Конечно, по недоразумению пропущена Малайя – ведь там народ тоже борется против колонизаторов…

«Но славянские страны – совершенно необходим контроль над рождаемостью в славянских странах…»

Так выбалтывают они самое затаенное. «Со всем авторитетом генетической науки» они буквально повторяют сгинувшего бесноватого нацистского фюрера. «Меры должны быть приняты срочно», истерически требуют они. Меры? Какие меры? И, распоясавшись, английский генетик Фаусет, компатриот Дарлингтона, грозит, если он не дождется этих «мер», «апеллировать к древней троице – войне, болезням, голоду».

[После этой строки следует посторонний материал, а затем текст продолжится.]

//! Font assets and their lifecycle.

use std::fmt;
use std::path::PathBuf;

use crate::error::AssetError;

/// Why conversion left an asset as downloaded.
#[derive(Debug, Clone, Copy, PartialEq, Eq)]
pub enum SkipReason {
    /// The requested output format is not one we can produce.
    UnsupportedFormat,
    /// No decoder is registered for the file's container extension.
    NoDecoder,
}

impl fmt::Display for SkipReason {
    fn fmt(&self, f: &mut fmt::Formatter<'_>) -> fmt::Result {
        match self {
            SkipReason::UnsupportedFormat => write!(f, "unsupported output format"),
            SkipReason::NoDecoder => write!(f, "no decoder for this container"),
        }
    }
}

/// `Discovered → Downloading → Downloaded → (Converting → Converted) | Skipped | Failed`
#[derive(Debug, Clone, Copy, PartialEq, Eq)]
pub enum AssetState {
    Discovered,
    Downloading,
    Downloaded,
    Converting,
    Converted,
    Skipped(SkipReason),
    Failed,
}

impl AssetState {
    fn can_become(self, next: AssetState) -> bool {
        use AssetState::*;
        matches!(
            (self, next),
            (Discovered, Downloading)
                | (Downloading, Downloaded)
                | (Downloading, Failed)
                | (Downloaded, Converting)
                | (Downloaded, Skipped(_))
                | (Converting, Converted)
                | (Converting, Failed)
        )
    }

    /// Terminal for a run with or without a conversion request.
    pub fn is_terminal(self, conversion_requested: bool) -> bool {
        match self {
            AssetState::Converted | AssetState::Skipped(_) | AssetState::Failed => true,
            AssetState::Downloaded => !conversion_requested,
            AssetState::Discovered | AssetState::Downloading | AssetState::Converting => false,
        }
    }
}

/// One discovered font resource. Identity is `url`.
#[derive(Debug, Clone, PartialEq, Eq)]
pub struct FontAsset {
    pub url: String,
    /// Local file name (sanitized, unique within the run).
    pub name: String,
    /// Current file on disk, once there is one.
    pub local_path: Option<PathBuf>,
    state: AssetState,
}

impl FontAsset {
    pub fn new(url: impl Into<String>, name: impl Into<String>) -> Self {
        Self {
            url: url.into(),
            name: name.into(),
            local_path: None,
            state: AssetState::Discovered,
        }
    }

    pub fn state(&self) -> AssetState {
        self.state
    }

    /// Moves to `next`. Transitions outside the lifecycle are a bug.
    pub fn transition(&mut self, next: AssetState) {
        debug_assert!(
            self.state.can_become(next),
            "invalid asset transition {:?} -> {:?}",
            self.state,
            next
        );
        tracing::trace!(url = %self.url, from = ?self.state, to = ?next, "asset state");
        self.state = next;
    }
}

/// Terminal outcome of one asset.
#[derive(Debug)]
pub enum AssetOutcome {
    /// Saved as-is; no conversion was requested.
    Downloaded,
    Converted,
    /// Saved as-is; conversion was requested but did not apply.
    Skipped(SkipReason),
    Failed(AssetError),
}

impl AssetOutcome {
    pub fn is_failure(&self) -> bool {
        matches!(self, AssetOutcome::Failed(_))
    }
}

impl fmt::Display for AssetOutcome {
    fn fmt(&self, f: &mut fmt::Formatter<'_>) -> fmt::Result {
        match self {
            AssetOutcome::Downloaded => write!(f, "downloaded"),
            AssetOutcome::Converted => write!(f, "converted"),
            AssetOutcome::Skipped(reason) => write!(f, "skipped ({})", reason),
            AssetOutcome::Failed(e) => write!(f, "failed: {}", e),
        }
    }
}

/// What happened to one asset, as handed back to the caller.
#[derive(Debug)]
pub struct AssetReport {
    pub url: String,
    pub name: String,
    /// Final file, if the asset left one.
    pub path: Option<PathBuf>,
    pub outcome: AssetOutcome,
    /// SHA-256 of `path`, hex.
    pub sha256: Option<String>,
}
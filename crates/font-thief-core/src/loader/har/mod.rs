//! Replays a HAR capture as a page load.
//!
//! Every entry becomes one response event, in capture order. The resource
//! type comes from Chrome's `_resourceType` field when present, otherwise
//! it is inferred from the MIME type and then the URL extension. Useful for
//! pages whose fonts only appear after scripts run: record the page in a
//! browser, export the HAR, and harvest from the capture.

mod parse;

use std::path::{Path, PathBuf};

use anyhow::Context;
use async_trait::async_trait;
use url::Url;

use super::{BrowserHandle, NavigationResult, Page, PageLoader, ResponseEvent, ResponseSink};
use crate::url_model::{extension_of, filename_from_url_path};
use parse::{HarEntry, HarLog};

const FONT_EXTENSIONS: &[&str] = &["woff", "woff2", "ttf", "otf", "eot", "ttc"];

/// Page loader backed by a HAR file.
#[derive(Debug, Clone)]
pub struct HarPageLoader {
    path: PathBuf,
}

impl HarPageLoader {
    pub fn new(path: impl Into<PathBuf>) -> Self {
        Self { path: path.into() }
    }

    pub fn path(&self) -> &Path {
        &self.path
    }
}

#[async_trait]
impl PageLoader for HarPageLoader {
    async fn launch(&self) -> anyhow::Result<Box<dyn BrowserHandle>> {
        let bytes = tokio::fs::read(&self.path)
            .await
            .with_context(|| format!("read HAR file: {}", self.path.display()))?;
        let har: HarLog = serde_json::from_slice(&bytes)
            .with_context(|| format!("parse HAR JSON: {}", self.path.display()))?;
        tracing::debug!(
            entries = har.log.entries.len(),
            pages = har.log.pages.len(),
            "loaded HAR capture"
        );
        Ok(Box::new(HarBrowser { log: Some(har) }))
    }
}

struct HarBrowser {
    log: Option<HarLog>,
}

#[async_trait]
impl BrowserHandle for HarBrowser {
    async fn new_page(&mut self) -> anyhow::Result<Box<dyn Page>> {
        let log = self.log.take().context("HAR capture holds a single page")?;
        Ok(Box::new(HarPage { log, sink: None }))
    }

    async fn close(&mut self) -> anyhow::Result<()> {
        self.log = None;
        Ok(())
    }
}

struct HarPage {
    log: HarLog,
    sink: Option<ResponseSink>,
}

#[async_trait]
impl Page for HarPage {
    fn on_response(&mut self, sink: ResponseSink) {
        self.sink = Some(sink);
    }

    async fn goto(&mut self, url: &Url) -> anyhow::Result<NavigationResult> {
        let entries = &self.log.log.entries;
        if entries.is_empty() {
            anyhow::bail!("HAR capture has no entries");
        }
        if let Some(page) = self.log.log.pages.first() {
            if !page.title.is_empty() && page.title != url.as_str() {
                tracing::warn!(capture = %page.title, target = %url, "HAR capture was recorded for another page");
            }
        }

        if let Some(sink) = &self.sink {
            for entry in entries {
                let event = ResponseEvent::new(resource_type_of(entry), entry.request.url.clone());
                if sink.send(event).is_err() {
                    break;
                }
            }
        }

        let main = entries
            .iter()
            .find(|e| resource_type_of(e) == "document")
            .unwrap_or(&entries[0]);
        Ok(NavigationResult {
            url: main.request.url.clone(),
            status: Some(u32::from(main.response.status)),
        })
    }
}

/// Resource type of an entry: explicit `_resourceType`, else MIME, else URL extension.
fn resource_type_of(entry: &HarEntry) -> String {
    if let Some(t) = entry.resource_type.as_deref().filter(|t| !t.is_empty()) {
        return t.to_ascii_lowercase();
    }
    let mime = entry
        .response
        .content
        .as_ref()
        .and_then(|c| c.mime_type.as_deref())
        .unwrap_or("");
    if let Some(kind) = resource_type_from_mime(mime) {
        return kind.to_string();
    }
    let by_extension = filename_from_url_path(&entry.request.url)
        .and_then(|name| extension_of(&name))
        .map_or(false, |ext| FONT_EXTENSIONS.contains(&ext.as_str()));
    if by_extension {
        "font".to_string()
    } else {
        "other".to_string()
    }
}

fn resource_type_from_mime(mime: &str) -> Option<&'static str> {
    let essence = mime.split(';').next().unwrap_or("").trim().to_ascii_lowercase();
    match essence.as_str() {
        "" => None,
        "text/html" | "application/xhtml+xml" => Some("document"),
        "text/css" => Some("stylesheet"),
        "application/font-woff"
        | "application/font-woff2"
        | "application/font-sfnt"
        | "application/x-font-ttf"
        | "application/x-font-otf"
        | "application/x-font-woff"
        | "application/vnd.ms-fontobject" => Some("font"),
        m if m.starts_with("font/") => Some("font"),
        m if m.starts_with("image/") => Some("image"),
        _ => None,
    }
}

…Академически бесстрастные, равнодушно деловые статьи, трактаты, исследования, сообщения – десятки, сотни тысяч книг, журналов, сборников чуть не на всех языках, – почти необозримая пирамида литературы, одни библиографические выборочные перечни которой занимают томы и томы. Мушка, львиная пасть, мыши, опять мушка, мушка, мушка, формулы расщеплений, обсуждение скрещиваний длинных с короткими, желтых с зелеными, рубиновых глаз со слоновыми, скрещиваний брата с сестрой, и сестры с отцом, и отца с гибридной внучкой. Точнейшие чертежи и карты хромосом с тысячами зачатков в них… Так на земле с иссякающей силой плодородия, земле того мира гигантским пустоцветом выросла и разветвилась наследница «зародышевого вещества» Вейсмана и гороховых опытов Менделя – формальная генетика, чудовищный фантом, зловеще повисший над разумом и научной совестью человечества.